A nomogram based on glycomic biomarkers in serum and clinicopathological characteristics for evaluating the risk of peritoneal metastasis in gastric cancer

BACKGROUND: Peritoneal metastasis (PM) in gastric cancer (GC) remains an untreatable disease, and is difficult to diagnose preoperatively. Here, we aim to establish a novel prediction model. METHODS: The clinicopathologic characteristics of a cohort that included 86 non-metastatic GC patients and 43 PMGC patients from Zhongshan Hospital were retrospectively analysed to identify PM associated variables.
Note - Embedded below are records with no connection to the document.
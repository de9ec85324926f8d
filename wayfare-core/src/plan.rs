use thiserror::Error;

use crate::{PlannedStop, ScoredPoi};

/// A set of anchor POIs deemed mutually close by single-link clustering.
///
/// Each cluster becomes the skeleton of one trip day. Clusters are created
/// once per run and are immutable afterwards.
#[derive(Debug, Clone, PartialEq)]
#[cfg_attr(feature = "serde", derive(serde::Serialize, serde::Deserialize))]
pub struct AnchorCluster {
    /// Member anchors, in the order they were absorbed.
    pub pois: Vec<ScoredPoi>,
}

impl AnchorCluster {
    /// Number of anchors in the cluster.
    #[must_use]
    pub fn len(&self) -> usize {
        self.pois.len()
    }

    /// Whether the cluster holds no anchors.
    #[must_use]
    pub fn is_empty(&self) -> bool {
        self.pois.is_empty()
    }
}

/// Travel between the last POI of one day and the first POI of the next.
///
/// The distance is informational and is not counted towards either day's
/// `total_distance_meters`.
#[derive(Debug, Clone, PartialEq)]
#[cfg_attr(feature = "serde", derive(serde::Serialize, serde::Deserialize))]
pub struct OvernightTransition {
    /// Id of the previous day's final POI.
    pub from_poi: String,
    /// Id of this day's first POI.
    pub to_poi: String,
    /// Great-circle distance between the two, in meters.
    pub distance_meters: f64,
}

/// One day's sequenced itinerary.
#[derive(Debug, Clone, PartialEq)]
#[cfg_attr(feature = "serde", derive(serde::Serialize, serde::Deserialize))]
pub struct DayPlan {
    /// 1-based day number.
    pub day: u32,
    /// Ordered stops; empty for a flexible day.
    pub stops: Vec<PlannedStop>,
    /// Sum of consecutive-stop distances within the day, in meters.
    pub total_distance_meters: f64,
    /// Travel from the previous non-empty day, when one exists.
    pub overnight_transition: Option<OvernightTransition>,
}

impl DayPlan {
    /// Number of stops scheduled for the day.
    #[must_use]
    pub fn total_pois(&self) -> usize {
        self.stops.len()
    }

    /// A flexible day has no scheduled stops and is left open for rest or
    /// improvisation.
    #[must_use]
    pub fn is_flexible(&self) -> bool {
        self.stops.is_empty()
    }
}

/// Aggregate statistics over a [`TripPlan`].
#[derive(Debug, Clone, PartialEq)]
#[cfg_attr(feature = "serde", derive(serde::Serialize, serde::Deserialize))]
pub struct TripSummary {
    /// Total POIs scheduled across all days.
    pub total_pois: usize,
    /// Trip length in days.
    pub total_days: u32,
    /// Sum of all within-day travel distances, in meters.
    pub total_distance_meters: f64,
    /// Mean POIs per day over the whole trip.
    pub avg_pois_per_day: f64,
    /// Mean within-day travel distance per day, in meters.
    pub avg_distance_per_day_meters: f64,
    /// Anchor POIs the user explicitly requested.
    pub preferred_requested: usize,
    /// Anchor POIs actually present in the itinerary.
    pub preferred_included: usize,
    /// Number of anchor clusters formed.
    pub anchor_clusters: usize,
}

/// The aggregate planning result.
#[derive(Debug, Clone, PartialEq)]
#[cfg_attr(feature = "serde", derive(serde::Serialize, serde::Deserialize))]
pub struct TripPlan {
    /// Trip length in days.
    pub trip_days: u32,
    /// The trip's reference POI: the first anchor, or the highest-priority
    /// POI when no anchors exist.
    pub centroid: Option<ScoredPoi>,
    /// One plan per trip day, in day order.
    pub days: Vec<DayPlan>,
    /// Aggregate statistics.
    pub summary: TripSummary,
}

/// Errors returned by the itinerary planner.
///
/// Insufficient coverage is not an error: days that cannot be filled are
/// simply left flexible. Only a totally empty candidate pool or malformed
/// request parameters abort a run.
#[derive(Debug, Clone, PartialEq, Eq, Error)]
pub enum PlanError {
    /// The candidate pool was empty; no itinerary can be produced.
    #[error("no candidate POIs available")]
    NoCandidates,
    /// Request parameters were invalid, e.g. a zero-day trip.
    #[error("invalid request: {reason}")]
    InvalidRequest {
        /// Human-readable description of the rejected parameter.
        reason: &'static str,
    },
}
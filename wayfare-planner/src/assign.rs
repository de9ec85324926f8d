//! Mapping anchor clusters onto trip days.

use wayfare_core::{AnchorCluster, ScoredPoi};

/// One trip day's anchors plus the fill capacity left over, before the
/// day filler runs.
#[derive(Debug, Clone)]
pub(crate) struct DaySkeleton {
    /// 1-based day number.
    pub day: u32,
    /// Anchors committed to this day.
    pub anchors: Vec<ScoredPoi>,
    /// Supporting-POI slots remaining after anchors are seated.
    pub capacity: usize,
}

/// Assign anchor clusters to trip days.
///
/// With no clusters every day starts flexible at full capacity. With at
/// most one cluster per day, clusters map onto days in cluster order and
/// leftover days stay flexible. With more clusters than days, clusters are
/// round-robined (`day = index mod days + 1`) and capacity is recomputed
/// after each addition; a day whose anchors already reach the per-day
/// maximum simply ends with zero fill capacity. Clusters are not
/// re-ordered to minimise day-to-day travel.
pub(crate) fn assign_days(
    clusters: Vec<AnchorCluster>,
    trip_days: u32,
    max_per_day: usize,
) -> Vec<DaySkeleton> {
    let mut skeletons: Vec<DaySkeleton> = (1..=trip_days)
        .map(|day| DaySkeleton {
            day,
            anchors: Vec::new(),
            capacity: max_per_day,
        })
        .collect();

    let days = skeletons.len();
    if days == 0 {
        return skeletons;
    }

    for (index, cluster) in clusters.into_iter().enumerate() {
        let slot = index % days;
        if let Some(skeleton) = skeletons.get_mut(slot) {
            skeleton.anchors.extend(cluster.pois);
            skeleton.capacity = max_per_day.saturating_sub(skeleton.anchors.len());
        }
    }

    skeletons
}
//! Single-link clustering of anchor POIs into day skeletons.

use wayfare_core::geo::haversine_distance;
use wayfare_core::{AnchorCluster, ScoredPoi};

/// Group anchor POIs into proximity clusters.
///
/// Single-link agglomerative clustering: each cluster is seeded from the
/// first unclustered anchor and grows by absorbing any anchor within
/// `threshold_meters` of **any** member, not just the seed. Two anchors
/// 25 km apart each therefore land in one cluster when a third anchor
/// bridges them, even if they are more than the threshold from each other.
///
/// Anchors arrive in priority order and clusters preserve it: the first
/// cluster is seeded from the highest-priority anchor. The loop always
/// terminates because every pass moves at least one anchor out of the
/// remaining set.
#[must_use]
pub fn cluster_anchors(anchors: Vec<ScoredPoi>, threshold_meters: f64) -> Vec<AnchorCluster> {
    let mut remaining = anchors;
    let mut clusters = Vec::new();

    while !remaining.is_empty() {
        let seed = remaining.remove(0);
        let mut members = vec![seed];

        loop {
            let absorbed = remaining.iter().position(|candidate| {
                members.iter().any(|member| {
                    haversine_distance(member.poi.location, candidate.poi.location)
                        <= threshold_meters
                })
            });
            match absorbed {
                Some(index) => members.push(remaining.remove(index)),
                None => break,
            }
        }

        clusters.push(AnchorCluster { pois: members });
    }

    log::debug!("formed {} anchor cluster(s)", clusters.len());
    clusters
}

#[cfg(test)]
mod tests {
    use super::*;
    use geo::Coord;
    use rstest::rstest;
    use wayfare_core::PointOfInterest;

    const THRESHOLD: f64 = 30_000.0;

    fn anchor(id: &str, lon: f64, lat: f64) -> ScoredPoi {
        let poi = PointOfInterest::new(id, id, Coord { x: lon, y: lat }).with_popularity(50.0);
        ScoredPoi::new(poi, 100.0, true)
    }

    #[rstest]
    fn no_anchors_means_no_clusters() {
        assert!(cluster_anchors(Vec::new(), THRESHOLD).is_empty());
    }

    #[rstest]
    fn nearby_anchors_share_a_cluster() {
        // ~12 km apart.
        let anchors = vec![anchor("a", 100.30, 5.40), anchor("b", 100.30, 5.51)];
        let clusters = cluster_anchors(anchors, THRESHOLD);
        assert_eq!(clusters.len(), 1);
        assert_eq!(clusters.first().map(AnchorCluster::len), Some(2));
    }

    #[rstest]
    fn distant_anchors_split_into_clusters() {
        // ~111 km apart.
        let anchors = vec![anchor("a", 100.30, 5.40), anchor("b", 100.30, 6.40)];
        let clusters = cluster_anchors(anchors, THRESHOLD);
        assert_eq!(clusters.len(), 2);
    }

    #[rstest]
    fn single_link_chains_through_intermediate_anchors() {
        // a-b and b-c are ~25 km; a-c is ~50 km. Single-link bridges them.
        let anchors = vec![
            anchor("a", 100.30, 5.40),
            anchor("c", 100.30, 5.85),
            anchor("b", 100.30, 5.625),
        ];
        let clusters = cluster_anchors(anchors, THRESHOLD);
        assert_eq!(clusters.len(), 1);
        assert_eq!(clusters.first().map(AnchorCluster::len), Some(3));
    }
}
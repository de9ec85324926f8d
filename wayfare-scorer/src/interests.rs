//! Mapping from user-facing interest categories to POI category tags.

/// Category tags associated with each interest, keyed case-insensitively.
const INTEREST_CATEGORIES: &[(&str, &[&str])] = &[
    (
        "art",
        &["art_gallery", "museum", "painter", "art_studio", "craft"],
    ),
    (
        "culture",
        &[
            "museum",
            "art_gallery",
            "cultural_center",
            "library",
            "historical_landmark",
            "landmark",
            "place_of_worship",
        ],
    ),
    (
        "adventure",
        &[
            "amusement_park",
            "theme_park",
            "water_park",
            "zoo",
            "aquarium",
            "park",
            "hiking_area",
            "campground",
        ],
    ),
    (
        "nature",
        &[
            "park",
            "natural_feature",
            "hiking_area",
            "campground",
            "beach",
            "waterfall",
            "mountain",
            "forest",
            "lake",
            "river",
        ],
    ),
    (
        "food",
        &[
            "restaurant",
            "cafe",
            "food",
            "bar",
            "bakery",
            "meal_takeaway",
            "meal_delivery",
            "food_court",
        ],
    ),
    (
        "shopping",
        &[
            "shopping_mall",
            "department_store",
            "store",
            "market",
            "supermarket",
            "clothing_store",
            "jewelry_store",
            "book_store",
        ],
    ),
    (
        "history",
        &[
            "historical_landmark",
            "museum",
            "monument",
            "heritage",
            "archaeological_site",
            "castle",
            "fort",
            "memorial",
        ],
    ),
    (
        "religion",
        &[
            "place_of_worship",
            "church",
            "mosque",
            "temple",
            "hindu_temple",
            "buddhist_temple",
            "synagogue",
        ],
    ),
    (
        "entertainment",
        &[
            "night_club",
            "bar",
            "movie_theater",
            "casino",
            "bowling_alley",
            "amusement_park",
            "tourist_attraction",
        ],
    ),
    (
        "relaxation",
        &[
            "spa",
            "beauty_salon",
            "park",
            "beach",
            "resort",
            "tourist_attraction",
            "scenic_overlook",
        ],
    ),
];

/// Category tags associated with a requested interest, if the interest is
/// known. Lookup is case-insensitive.
pub(crate) fn tags_for_interest(interest: &str) -> Option<&'static [&'static str]> {
    INTEREST_CATEGORIES
        .iter()
        .find(|(name, _)| name.eq_ignore_ascii_case(interest))
        .map(|(_, tags)| *tags)
}

/// Whether any of the POI's category tags falls under any requested
/// interest.
pub(crate) fn matches_interests(categories: &[String], interests: &[String]) -> bool {
    interests
        .iter()
        .filter_map(|interest| tags_for_interest(interest))
        .any(|tags| {
            categories
                .iter()
                .any(|category| tags.iter().any(|tag| tag.eq_ignore_ascii_case(category)))
        })
}
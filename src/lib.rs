//! Facade crate for the Wayfare itinerary engine.
//!
//! Re-exports the core domain types together with the priority scorer and
//! the day-by-day itinerary planner, so applications can depend on a
//! single crate.
//!
//! # Examples
//!
//! ```
//! use geo::Coord;
//! use wayfare_engine::{
//!     ItineraryPlanner, PlanRequest, PointOfInterest, PriorityScorer, ScoreContext,
//! };
//!
//! let pois = vec![
//!     PointOfInterest::new("q1", "Penang Hill", Coord { x: 100.27, y: 5.42 })
//!         .with_popularity(80.0)
//!         .with_categories(["mountain", "viewpoint"]),
//!     PointOfInterest::new("q2", "Kek Lok Si Temple", Coord { x: 100.27, y: 5.40 })
//!         .with_popularity(70.0)
//!         .with_categories(["temple"]),
//! ];
//! let context = ScoreContext::new(vec!["Nature".into()], 2, 3)?;
//! let scored = PriorityScorer::new().score(&pois, &context);
//! let plan = ItineraryPlanner::new().plan(scored, &PlanRequest::new(3, 5).with_seed(1))?;
//! assert_eq!(plan.days.len(), 3);
//! # Ok::<(), Box<dyn std::error::Error>>(())
//! ```

#![forbid(unsafe_code)]

pub use geo::Coord;
pub use wayfare_core::geo::haversine_distance;
pub use wayfare_core::{
    AnchorCluster, DayPlan, OvernightTransition, PlanError, PlannedStop, PointOfInterest,
    ScoredPoi, TripPlan, TripSummary,
};
pub use wayfare_planner::{ItineraryPlanner, PlanRequest, cluster_anchors};
pub use wayfare_scorer::{
    BehaviorSignals, PriorityScorer, ScoreContext, ScoreContextError, name_similarity,
};
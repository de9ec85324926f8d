//! Fuzzy name matching for preferred-POI resolution.
//!
//! Similarity is normalised Levenshtein on lowercased input, scaled to a
//! 0–100 range. Any implementation meeting that contract would do; `strsim`
//! is the one the rest of the stack already uses.

/// Similarity between two names on a 0–100 scale.
///
/// Comparison is case-insensitive. Identical strings score 100; strings
/// with nothing in common score near 0.
///
/// # Examples
/// ```
/// use wayfare_scorer::name_similarity;
///
/// assert_eq!(name_similarity("Kek Lok Si Temple", "kek lok si temple"), 100.0);
/// assert!(name_similarity("Genting Highlands", "Genting Highland") > 90.0);
/// assert!(name_similarity("Genting Highlands", "zoo") < 20.0);
/// ```
#[must_use]
pub fn name_similarity(a: &str, b: &str) -> f64 {
    strsim::normalized_levenshtein(&a.to_lowercase(), &b.to_lowercase()) * 100.0
}

/// Highest similarity between `name` and any of the requested names.
///
/// Returns 0 when `requests` is empty.
pub(crate) fn best_match(name: &str, requests: &[String]) -> f64 {
    requests
        .iter()
        .map(|request| name_similarity(name, request))
        .fold(0.0, f64::max)
}

#[cfg(test)]
mod tests {
    use super::*;
    use rstest::rstest;

    #[rstest]
    fn best_match_over_empty_requests_is_zero() {
        assert_eq!(best_match("Penang Hill", &[]), 0.0);
    }

    #[rstest]
    fn best_match_picks_the_closest_request() {
        let requests = vec!["Batu Caves".to_owned(), "Penang Hill".to_owned()];
        let score = best_match("penang hill", &requests);
        assert_eq!(score, 100.0);
    }

    #[rstest]
    #[case("Cameron Highlands", "Cameron Highlands Tea Estate")]
    fn partial_names_score_between_extremes(#[case] a: &str, #[case] b: &str) {
        let score = name_similarity(a, b);
        assert!(score > 40.0 && score < 100.0, "got {score}");
    }
}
Additionally, mass spectrometry and glycomic analysis were applied in the same cohort to find glycomic biomarkers in serum for the diagnosis of PM. A nomogram was established based on the associations between potential risk variables and PM. RESULTS: Overexpression of 4 N-glycans (H6N5L1E1: m/z 2620.93; H5N5F1E2: m/z 2650.98; H6N5E2, m/z 2666.96; H6N5L1E2, m/z 2940.08); weight loss ≥ 5 kg; tumour size ≥ 3 cm; signet ring cell or mucinous adenocarcinoma histology type; poor differentiation; diffuse or mixed Lauren classification; increased CA19-9, CA125, and CA724 levels; decreased lymphocyte count, haemoglobin, albumin, and pre-albumin levels were identified to be associated with PM. A nomogram that integrated with five independent risk factors (weight loss ≥ 5 kg, CA19-9 ≥ 37 U/mL, CA125 ≥ 35 U/mL, lymphocyte count < 2.0 * 10 ~ 9/L, and H5N5F1E2 expression ≥ 0.0017) achieved a good performance for diagnosis (AUC: 0.892, 95% CI 0.829–0.954). When 160 was set as the cut-off threshold value, the proposed nomogram represented a perfectly discriminating power for both sensitivity (0.97) and specificity (0.88). CONCLUSIONS: The nomogram achieved an individualized assessment of the risk of PM in GC patients; thus, the nomogram could be used to assist clinical decision-making before surgery.